Dampak ekonomi dari program ini hendaknya dapat terukur dan dapat dinikmati masyarakat
tempatan agar upaya pelestarian tanaman mangrove berbasis masyarakat sekitarnya dapat
berkelanjutan.
 Sedangkan sumber bibit mangrove di sekitar lokasi kajian relatif mudah didapatkan oleh
masyarakat dengan mencari di sekitar perkampungan penduduk dan hutan mangrove yang
ada 60%. Sehingga kendala bibit dan pemeliharaannya dapat diserahkan pada pengelolaan
masyarakat tempatan setelah melalui pembinaan dan penyediaan insentif yang memadai.
 Sedangkan isu tingginya alih fungsi lahan dan hutan mangrove untuk kegiatan perkebunan,
pertanian, industri perkayuan, permukiman, dan perladangan yang banyak terjadi di bagian
hulu, tengah, dan hilir DAS Indragiri tidak mengindahkan konsep konservasi perlu dicermati
dengan tindakan penegakan hukum yang disiplin.
 Adapun isu lahan yang ditinggalkan dari pengelolaan sebelumnya yang telah berubah
menjadi semak belukar dan alang-alang dan telah pula menjadi lahan kritis yang luas perlu
dipulihkan dan difungsikan secara lestari dengan program deforestasi dan sosialisasi terpadu
antara pemerintah, mayarakat dan perusahaan.
 Kebutuhan kayu bakau ini diperkiraan mengalami peningkatan setiap tahunnya seiring
dengan banyaknya masyarakat yang membangun rumah, Ruko dan bangunan lainnya.

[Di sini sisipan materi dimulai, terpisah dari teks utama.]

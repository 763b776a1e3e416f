use serde_json;
use std::collections::HashMap;
use std::path::Path;
use tracing::info;

use crate::io::sentinel2::TileMetadata;

/// Extract all metadata fields from TileMetadata into a HashMap
pub fn extract_metadata_fields(meta: &TileMetadata) -> HashMap<String, String> {
    let mut metadata = HashMap::new();

    // Product identity
    metadata.insert("PRODUCT_NAME".to_string(), meta.product_name.clone());
    metadata.insert("PLATFORM".to_string(), meta.platform.clone());
    metadata.insert("PRODUCT_TYPE".to_string(), meta.product_type.clone());
    metadata.insert(
        "PROCESSING_LEVEL".to_string(),
        meta.processing_level.clone(),
    );

    // Acquisition
    metadata.insert("SENSING_START".to_string(), meta.sensing_start.clone());
    metadata.insert("SENSING_STOP".to_string(), meta.sensing_stop.clone());
    metadata.insert("ORBIT_NUMBER".to_string(), meta.orbit_number.to_string());
    if let Some(direction) = &meta.orbit_direction {
        metadata.insert("ORBIT_DIRECTION".to_string(), direction.clone());
    }
    if let Some(generated) = &meta.generation_time {
        metadata.insert("GENERATION_TIME".to_string(), generated.clone());
    }
    if let Some(cloud) = meta.cloud_cover {
        metadata.insert("CLOUD_COVER".to_string(), cloud.to_string());
    }

    // Raster characteristics
    metadata.insert("BANDS".to_string(), meta.bands.join(","));
    if meta.lines > 0 && meta.samples > 0 {
        metadata.insert("LINES".to_string(), meta.lines.to_string());
        metadata.insert("SAMPLES".to_string(), meta.samples.to_string());
    }

    // Conversion provenance
    metadata.insert("CONVERSION_TOOL".to_string(), meta.conversion_tool.clone());
    metadata.insert(
        "CONVERSION_VERSION".to_string(),
        meta.conversion_version.clone(),
    );
    metadata.insert(
        "CONVERSION_TIMESTAMP".to_string(),
        meta.conversion_timestamp.clone(),
    );

    metadata
}

/// Convert metadata HashMap to JSON format, lowercasing keys and turning
/// numeric strings into JSON numbers.
pub fn convert_metadata_to_json(
    metadata: &HashMap<String, String>,
) -> HashMap<String, serde_json::Value> {
    let mut json_metadata = HashMap::new();

    for (key, value) in metadata {
        let json_key = key.to_lowercase();

        // Integers first so orbit numbers and dimensions stay integral
        if let Ok(num) = value.parse::<u64>() {
            json_metadata.insert(
                json_key,
                serde_json::Value::Number(serde_json::Number::from(num)),
            );
        } else if let Ok(num) = value.parse::<f64>() {
            if let Some(json_num) = serde_json::Number::from_f64(num) {
                json_metadata.insert(json_key, serde_json::Value::Number(json_num));
            } else {
                json_metadata.insert(json_key, serde_json::Value::String(value.clone()));
            }
        } else {
            json_metadata.insert(json_key, serde_json::Value::String(value.clone()));
        }
    }

    json_metadata
}

/// Handle special JSON fields that need structured values
pub fn add_special_json_fields(
    json_metadata: &mut HashMap<String, serde_json::Value>,
    meta: &TileMetadata,
) {
    if let Some(geotransform) = meta.geotransform {
        json_metadata.insert(
            "geotransform".to_string(),
            serde_json::Value::Array(
                geotransform
                    .iter()
                    .map(|&v| {
                        serde_json::Number::from_f64(v)
                            .map(serde_json::Value::Number)
                            .unwrap_or(serde_json::Value::Null)
                    })
                    .collect(),
            ),
        );
    }

    if let Some(crs) = meta.crs.as_deref() {
        if !crs.is_empty() {
            json_metadata.insert(
                "crs".to_string(),
                serde_json::Value::String(crs.to_string()),
            );
        }
    }
}

/// Create a sidecar metadata file next to an output image
pub fn create_metadata_sidecar(
    output_path: &Path,
    meta: &TileMetadata,
) -> Result<(), Box<dyn std::error::Error>> {
    create_metadata_sidecar_with_extras(output_path, meta, None)
}

/// Create a sidecar metadata file with extra conversion-specific entries
/// (e.g. the stretch percentiles an image was produced with).
pub fn create_metadata_sidecar_with_extras(
    output_path: &Path,
    meta: &TileMetadata,
    extras: Option<&[(&str, String)]>,
) -> Result<(), Box<dyn std::error::Error>> {
    let metadata = extract_metadata_fields(meta);
    let mut json_metadata = convert_metadata_to_json(&metadata);
    add_special_json_fields(&mut json_metadata, meta);

    if let Some(extras) = extras {
        for (key, value) in extras {
            // Extras follow the same numeric-or-string conversion
            let mut single = HashMap::new();
            single.insert(key.to_string(), value.clone());
            json_metadata.extend(convert_metadata_to_json(&single));
        }
    }

    let sidecar_path = output_path.with_extension("json");
    let json_string = serde_json::to_string_pretty(&json_metadata)?;
    std::fs::write(&sidecar_path, json_string)?;

    info!("Created metadata sidecar: {:?}", sidecar_path);
    Ok(())
}
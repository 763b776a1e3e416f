use image::{ImageFormat, RgbImage};
use std::path::Path;

/// Write an interleaved RGB buffer as a PNG file.
pub fn write_rgb_png(
    output: &Path,
    cols: usize,
    rows: usize,
    rgb_data: &[u8],
) -> Result<(), Box<dyn std::error::Error>> {
    let img = RgbImage::from_raw(cols as u32, rows as u32, rgb_data.to_vec())
        .ok_or("RGB buffer does not match the given dimensions")?;
    img.save_with_format(output, ImageFormat::Png)?;
    Ok(())
}
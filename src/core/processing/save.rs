use ndarray::Array3;
use std::path::Path;
use tracing::info;

use crate::core::params::StretchParams;
use crate::io::sentinel2::TileMetadata;
use crate::io::writers::jpeg::write_rgb_jpeg;
use crate::io::writers::metadata::create_metadata_sidecar_with_extras;
use crate::io::writers::png::write_rgb_png;
use crate::types::OutputFormat;

/// Save a stacked RGB composite to disk in the requested format, together
/// with a JSON metadata sidecar when tile metadata is available.
///
/// The composite must be a `(rows, cols, 3)` array; the innermost axis is
/// interpreted as interleaved R, G, B.
pub fn save_composite(
    rgb: &Array3<u8>,
    output: &Path,
    format: OutputFormat,
    metadata: Option<&TileMetadata>,
    stretch: &StretchParams,
) -> Result<(), Box<dyn std::error::Error>> {
    let (rows, cols, channels) = rgb.dim();
    if channels != 3 {
        return Err(format!("expected 3 channels in RGB composite, got {}", channels).into());
    }

    // Standard layout keeps the channel axis innermost, which is exactly the
    // interleaved ordering the encoders want. Fall back to an iterator copy
    // for non-contiguous views.
    let flat: Vec<u8> = match rgb.as_slice() {
        Some(slice) => slice.to_vec(),
        None => rgb.iter().copied().collect(),
    };

    match format {
        OutputFormat::Png => write_rgb_png(output, cols, rows, &flat)?,
        OutputFormat::Jpeg => write_rgb_jpeg(output, cols, rows, &flat)?,
    }
    info!("Saved {} composite: {:?} ({}x{})", format, output, cols, rows);

    if let Some(meta) = metadata {
        let extras = [
            ("stretch_low_percentile", stretch.low_percentile.to_string()),
            ("stretch_high_percentile", stretch.high_percentile.to_string()),
        ];
        create_metadata_sidecar_with_extras(output, meta, Some(&extras))?;
    }

    Ok(())
}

 Akumulasi jumlah kebutuhan kayu bakau di Kota Tembilahan dan sekitarnya mencapai
19.470 batang/minggu. Jumlah cerocok yang diperjual belikan mencapai 1.012.440
batang/tahun.
 Untuk konstruksi bangunan di Indragiri Hilir, berpotensi merusak 3.400 ha lahan tanaman
bakau per tahun, atau 280 ha lahan/bulan.
 Dengan kerusakan 3.400 ha vegetasi hutan mangrove per tahun, maka diperkirakan
pelepasan potensi karbon ke alam dapat mencapai 544.000 ton/tahun di Kabupaten Indragiri
Hilir.
 Jika hal ini tidak segera ditindak lanjuti untuk dikurangi, maka perlu kebijakan dan solusi
yang tepat, baik dari pengambil kebijakan (pemerintah), maupun masyarakat, dan pihak
swasta secara sinergi dan beriorintasi pada kesejahtraan rakyat dan berwawasan lingkungan.
(V3)
Sumber :
Balitbang Provinsi Riau, Penelitian: Studi Estimasi Stok Karbon Mangrove Dalam
Mengantisipasi Perubahan Iklim Di Kabupaten Indragiri Hilir, Tahun 2013, Pekanbaru.